**TASK PROMPT:**
Use the entries below to count the lines that hold the word "ExportUnreachable"; answer with the number only.

Data entries
· · · · · · ·
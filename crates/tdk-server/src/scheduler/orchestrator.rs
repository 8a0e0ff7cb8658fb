//! Pipeline orchestrator
//!
//! One run calls the ingestion trigger and, only when ingestion answered
//! HTTP 200, the export trigger. Failures end the run and are logged; they
//! are never retried within the run.

use std::sync::atomic::{AtomicBool, Ordering};
use std::sync::Arc;
use tracing::{error, info, warn};

use super::client::{health_url, StageClient};
use super::jobs::CronScheduler;
use super::health::{wait_for_services, ServiceProbe};
use super::schedule::DailySchedule;
use crate::config::SchedulerSettings;
use crate::error::PipelineResult;

pub const NIGHTLY_JOB_ID: &str = "nightly_pipeline";
pub const NIGHTLY_JOB_NAME: &str = "Nightly Data Pipeline";

/// How a pipeline run ended
#[derive(Debug, Clone, PartialEq, Eq)]
pub enum RunReport {
    /// Both stages answered; the export status may still be an error
    Completed { ingest_status: u16, export_status: u16 },
    /// Ingestion answered with something other than HTTP 200, export skipped
    IngestRejected { http_status: u16, message: String },
    /// Ingestion could not be reached or did not answer in time
    IngestUnreachable(String),
    /// Export could not be reached or did not answer in time
    ExportUnreachable(String),
    /// Another run was still in flight
    Skipped,
}

/// Clears the in-flight flag when a run ends, however it ends
struct RunGuard<'a>(&'a AtomicBool);

impl Drop for RunGuard<'_> {
    fn drop(&mut self) {
        self.0.store(false, Ordering::Release);
    }
}

/// Sequences ingestion before export on a daily schedule
pub struct PipelineOrchestrator {
    client: StageClient,
    settings: SchedulerSettings,
    schedule: DailySchedule,
    running: AtomicBool,
}

impl PipelineOrchestrator {
    pub fn new(settings: SchedulerSettings) -> anyhow::Result<Self> {
        let schedule = DailySchedule::new(settings.hour, settings.minute)?;
        let client = StageClient::new(settings.trigger_timeout())?;

        Ok(Self {
            client,
            settings,
            schedule,
            running: AtomicBool::new(false),
        })
    }

    fn try_begin(&self) -> Option<RunGuard<'_>> {
        self.running
            .compare_exchange(false, true, Ordering::AcqRel, Ordering::Acquire)
            .ok()
            .map(|_| RunGuard(&self.running))
    }

    /// Execute one ingest -> export run
    pub async fn run_pipeline(&self) -> RunReport {
        let Some(_guard) = self.try_begin() else {
            warn!("Pipeline run already in progress, skipping this one");
            return RunReport::Skipped;
        };

        info!("PIPELINE RUN STARTED");

        info!("Step 1/2: Triggering data ingestion...");
        let ingest = match self.client.trigger(&self.settings.ingestion_url).await {
            Ok(response) => response,
            Err(e) => {
                error!(error = %e, "Ingestion request failed");
                return RunReport::IngestUnreachable(e.to_string());
            },
        };
        info!("Ingestion result: {} (HTTP {})", ingest.message, ingest.http_status);

        if !ingest.accepted() {
            error!(http_status = ingest.http_status, "Ingestion failed - skipping export");
            return RunReport::IngestRejected {
                http_status: ingest.http_status,
                message: ingest.message,
            };
        }

        info!("Step 2/2: Triggering data export...");
        let export = match self.client.trigger(&self.settings.export_url).await {
            Ok(response) => response,
            Err(e) => {
                error!(error = %e, "Export request failed");
                return RunReport::ExportUnreachable(e.to_string());
            },
        };
        info!("Export result: {} (HTTP {})", export.message, export.http_status);

        info!("PIPELINE RUN COMPLETED");
        RunReport::Completed {
            ingest_status: ingest.http_status,
            export_status: export.http_status,
        }
    }

    fn health_probes(&self) -> PipelineResult<Vec<ServiceProbe>> {
        Ok(vec![
            ServiceProbe::new("data-ingestion", health_url(&self.settings.ingestion_url)?),
            ServiceProbe::new("data-export", health_url(&self.settings.export_url)?),
        ])
    }

    /// Wait for the stage services, optionally run once, then register the nightly job
    pub async fn start(self: Arc<Self>, scheduler: &CronScheduler) {
        info!(
            ingestion_url = %self.settings.ingestion_url,
            export_url = %self.settings.export_url,
            run_on_startup = self.settings.run_on_startup,
            "Orchestrator starting"
        );

        match self.health_probes() {
            Ok(probes) => {
                wait_for_services(
                    &self.client,
                    &probes,
                    self.settings.health_max_retries,
                    self.settings.health_retry_delay(),
                )
                .await;
            },
            Err(e) => warn!(error = %e, "Cannot derive health URLs, skipping health gate"),
        }

        if self.settings.run_on_startup {
            info!("RUN_ON_STARTUP enabled - running pipeline now");
            let report = self.run_pipeline().await;
            info!(?report, "Startup run finished");
        }

        let orchestrator = Arc::clone(&self);
        scheduler.add_job(NIGHTLY_JOB_ID, NIGHTLY_JOB_NAME, self.schedule.clone(), move || {
            let orchestrator = Arc::clone(&orchestrator);
            async move {
                let report = orchestrator.run_pipeline().await;
                info!(?report, "Scheduled run finished");
            }
        });

        info!(cron = %self.schedule.expression(), "Pipeline scheduled daily at {}", self.schedule);
    }
}

#[cfg(test)]
mod tests {
    use super::*;
    use serde_json::json;
    use std::time::Duration;
    use wiremock::matchers::{method, path};
    use wiremock::{Mock, MockServer, ResponseTemplate};

    fn settings_for(base: &str) -> SchedulerSettings {
        SchedulerSettings {
            ingestion_url: format!("{}/ingest", base),
            export_url: format!("{}/export", base),
            run_on_startup: false,
            health_max_retries: 2,
            health_retry_delay_secs: 0,
            trigger_timeout_secs: 5,
            ..SchedulerSettings::default()
        }
    }

    async fn mount_ingest(server: &MockServer, status: u16) {
        let outcome = if status == 200 { "success" } else { "error" };
        Mock::given(method("POST"))
            .and(path("/ingest"))
            .respond_with(ResponseTemplate::new(status).set_body_json(json!({
                "status": outcome,
                "message": "ingest done",
                "rows": 0
            })))
            .mount(server)
            .await;
    }

    #[tokio::test]
    async fn test_successful_ingest_triggers_export_once() {
        let server = MockServer::start().await;
        mount_ingest(&server, 200).await;
        Mock::given(method("POST"))
            .and(path("/export"))
            .respond_with(ResponseTemplate::new(200).set_body_json(json!({
                "status": "success",
                "message": "Exported 2 rows",
                "rows": 2,
                "file": "20240118_testOutput.txt"
            })))
            .expect(1)
            .mount(&server)
            .await;

        let orchestrator = PipelineOrchestrator::new(settings_for(&server.uri())).unwrap();
        let report = orchestrator.run_pipeline().await;

        assert_eq!(
            report,
            RunReport::Completed {
                ingest_status: 200,
                export_status: 200
            }
        );
    }

    #[tokio::test]
    async fn test_failed_ingest_skips_export() {
        let server = MockServer::start().await;
        mount_ingest(&server, 500).await;
        Mock::given(method("POST"))
            .and(path("/export"))
            .respond_with(ResponseTemplate::new(200))
            .expect(0)
            .mount(&server)
            .await;

        let orchestrator = PipelineOrchestrator::new(settings_for(&server.uri())).unwrap();
        let report = orchestrator.run_pipeline().await;

        assert_eq!(
            report,
            RunReport::IngestRejected {
                http_status: 500,
                message: "ingest done".to_string()
            }
        );
    }

    #[tokio::test]
    async fn test_export_error_still_completes_run() {
        let server = MockServer::start().await;
        mount_ingest(&server, 200).await;
        Mock::given(method("POST"))
            .and(path("/export"))
            .respond_with(ResponseTemplate::new(500).set_body_json(json!({
                "status": "error",
                "message": "Query error",
                "rows": 0,
                "file": null
            })))
            .mount(&server)
            .await;

        let orchestrator = PipelineOrchestrator::new(settings_for(&server.uri())).unwrap();

        assert_eq!(
            orchestrator.run_pipeline().await,
            RunReport::Completed {
                ingest_status: 200,
                export_status: 500
            }
        );
    }

    #[tokio::test]
    async fn test_unreachable_ingestion_ends_run() {
        let orchestrator = PipelineOrchestrator::new(settings_for("http://127.0.0.1:1")).unwrap();

        let report = orchestrator.run_pipeline().await;

        assert!(matches!(report, RunReport::IngestUnreachable(_)));
    }

    #[tokio::test]
    async fn test_unreachable_export_ends_run() {
        let server = MockServer::start().await;
        mount_ingest(&server, 200).await;

        let mut settings = settings_for(&server.uri());
        settings.export_url = "http://127.0.0.1:1/export".to_string();
        let orchestrator = PipelineOrchestrator::new(settings).unwrap();

        assert!(matches!(
            orchestrator.run_pipeline().await,
            RunReport::ExportUnreachable(_)
        ));
    }

    #[tokio::test]
    async fn test_overlapping_run_is_skipped() {
        let server = MockServer::start().await;
        Mock::given(method("POST"))
            .and(path("/ingest"))
            .respond_with(
                ResponseTemplate::new(200)
                    .set_body_json(json!({"status": "success", "message": "slow", "rows": 1}))
                    .set_delay(Duration::from_millis(300)),
            )
            .expect(2)
            .mount(&server)
            .await;
        Mock::given(method("POST"))
            .and(path("/export"))
            .respond_with(
                ResponseTemplate::new(200).set_body_json(json!({"status": "success", "message": "ok"})),
            )
            .expect(2)
            .mount(&server)
            .await;

        let orchestrator = PipelineOrchestrator::new(settings_for(&server.uri())).unwrap();
        let (first, second) = tokio::join!(orchestrator.run_pipeline(), orchestrator.run_pipeline());
        let reports = [first, second];

        assert_eq!(reports.iter().filter(|r| **r == RunReport::Skipped).count(), 1);
        assert_eq!(
            reports
                .iter()
                .filter(|r| matches!(r, RunReport::Completed { .. }))
                .count(),
            1
        );

        // The guard is released once the run ends
        assert!(matches!(orchestrator.run_pipeline().await, RunReport::Completed { .. }));
    }

    #[tokio::test]
    async fn test_start_runs_once_and_registers_nightly_job() {
        let server = MockServer::start().await;
        Mock::given(method("GET"))
            .and(path("/health"))
            .respond_with(ResponseTemplate::new(200))
            .mount(&server)
            .await;
        mount_ingest(&server, 200).await;
        Mock::given(method("POST"))
            .and(path("/export"))
            .respond_with(ResponseTemplate::new(200).set_body_json(json!({"status": "success", "message": "ok"})))
            .expect(1)
            .mount(&server)
            .await;

        let mut settings = settings_for(&server.uri());
        settings.run_on_startup = true;
        let orchestrator = Arc::new(PipelineOrchestrator::new(settings).unwrap());
        let scheduler = CronScheduler::new();

        orchestrator.start(&scheduler).await;

        assert_eq!(scheduler.job_ids(), vec![NIGHTLY_JOB_ID]);
        assert_eq!(scheduler.job_name(NIGHTLY_JOB_ID).as_deref(), Some(NIGHTLY_JOB_NAME));
    }

    #[tokio::test]
    async fn test_start_without_startup_run_only_registers() {
        let server = MockServer::start().await;
        Mock::given(method("POST"))
            .respond_with(ResponseTemplate::new(200))
            .expect(0)
            .mount(&server)
            .await;

        let orchestrator = Arc::new(PipelineOrchestrator::new(settings_for(&server.uri())).unwrap());
        let scheduler = CronScheduler::new();

        // Health checks fail against the mock (no GET route) and the gate gives up
        orchestrator.start(&scheduler).await;

        assert_eq!(scheduler.job_ids(), vec![NIGHTLY_JOB_ID]);
    }
}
· · · · · · ·
**OUTPUT BELOW:**
3